__DIRECTIONS__.
Each line of the listing below should be restated word for word.

● ● ● ● ●

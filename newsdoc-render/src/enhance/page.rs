//! Mounted-page model for the enhancer.
//!
//! The enhancer's subject in production is a browser DOM fragment that the
//! hosting page filled with serializer output. Here the page is an rcdom
//! tree: [`Page::mount`] plays the role of the host injecting HTML into a
//! container element, and the enhancer then mutates that container in place.

use markup5ever_rcdom::{Handle, RcDom};

use crate::enhance::dom;

/// Class carried by every mounted content container.
pub const CONTENT_CONTAINER_CLASS: &str = "newsdoc-content";

/// One page-level DOM that content fragments mount into.
pub struct Page {
    dom: RcDom,
}

impl Page {
    /// An empty page with the usual head/body skeleton.
    pub fn new() -> Self {
        Self::from_html("<!DOCTYPE html><html><head></head><body></body></html>")
    }

    /// A page parsed from existing markup.
    pub fn from_html(html: &str) -> Self {
        Self {
            dom: dom::parse_html(html),
        }
    }

    /// The document node.
    pub fn document(&self) -> Handle {
        self.dom.document.clone()
    }

    /// The body element, when the parse produced one.
    pub fn body(&self) -> Option<Handle> {
        dom::first_descendant_element(&self.dom.document, "body")
    }

    /// Mount a rendered HTML fragment under the body inside a fresh container
    /// element, returning the container.
    pub fn mount(&self, html: &str) -> Handle {
        let container = dom::create_element("div", vec![("class", CONTENT_CONTAINER_CLASS)]);

        let fragment = dom::parse_html(html);
        if let Some(fragment_body) = dom::first_descendant_element(&fragment.document, "body") {
            let children: Vec<Handle> = fragment_body.children.borrow_mut().drain(..).collect();
            for child in children {
                dom::append_child(&container, &child);
            }
        }

        match self.body() {
            Some(body) => dom::append_child(&body, &container),
            None => dom::append_child(&self.document(), &container),
        }
        container
    }

    /// Serialize the whole page back to HTML.
    pub fn to_html(&self) -> String {
        dom::inner_html(&self.dom.document)
    }
}

impl Default for Page {
    fn default() -> Self {
        Self::new()
    }
}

● ● ● ● ●

__THE COMPLETED TASK__.
filename newsdoc-render/src/enhance/page.rs
//! Mounted-page model for the enhancer.
//!
//! The enhancer's subject in production is a browser DOM fragment that the
//! hosting page filled with serializer output. Here the page is an rcdom
//! tree: [`Page::mount`] plays the role of the host injecting HTML into a
//! container element, and the enhancer then mutates that container in place.

use markup5ever_rcdom::{Handle, RcDom};

use crate::enhance::dom;

/// Class carried by every mounted content container.
pub const CONTENT_CONTAINER_CLASS: &str = "newsdoc-content";

/// One page-level DOM that content fragments mount into.
pub struct Page {
    dom: RcDom,
}

impl Page {
    /// An empty page with the usual head/body skeleton.
    pub fn new() -> Self {
        Self::from_html("<!DOCTYPE html><html><head></head><body></body></html>")
    }

    /// A page parsed from existing markup.
    pub fn from_html(html: &str) -> Self {
        Self {
            dom: dom::parse_html(html),
        }
    }

    /// The document node.
    pub fn document(&self) -> Handle {
        self.dom.document.clone()
    }

    /// The body element, when the parse produced one.
    pub fn body(&self) -> Option<Handle> {
        dom::first_descendant_element(&self.dom.document, "body")
    }

    /// Mount a rendered HTML fragment under the body inside a fresh container
    /// element, returning the container.
    pub fn mount(&self, html: &str) -> Handle {
        let container = dom::create_element("div", vec![("class", CONTENT_CONTAINER_CLASS)]);

        let fragment = dom::parse_html(html);
        if let Some(fragment_body) = dom::first_descendant_element(&fragment.document, "body") {
            let children: Vec<Handle> = fragment_body.children.borrow_mut().drain(..).collect();
            for child in children {
                dom::append_child(&container, &child);
            }
        }

        match self.body() {
            Some(body) => dom::append_child(&body, &container),
            None => dom::append_child(&self.document(), &container),
        }
        container
    }

    /// Serialize the whole page back to HTML.
    pub fn to_html(&self) -> String {
        dom::inner_html(&self.dom.document)
    }
}

impl Default for Page {
    fn default() -> Self {
        Self::new()
    }
}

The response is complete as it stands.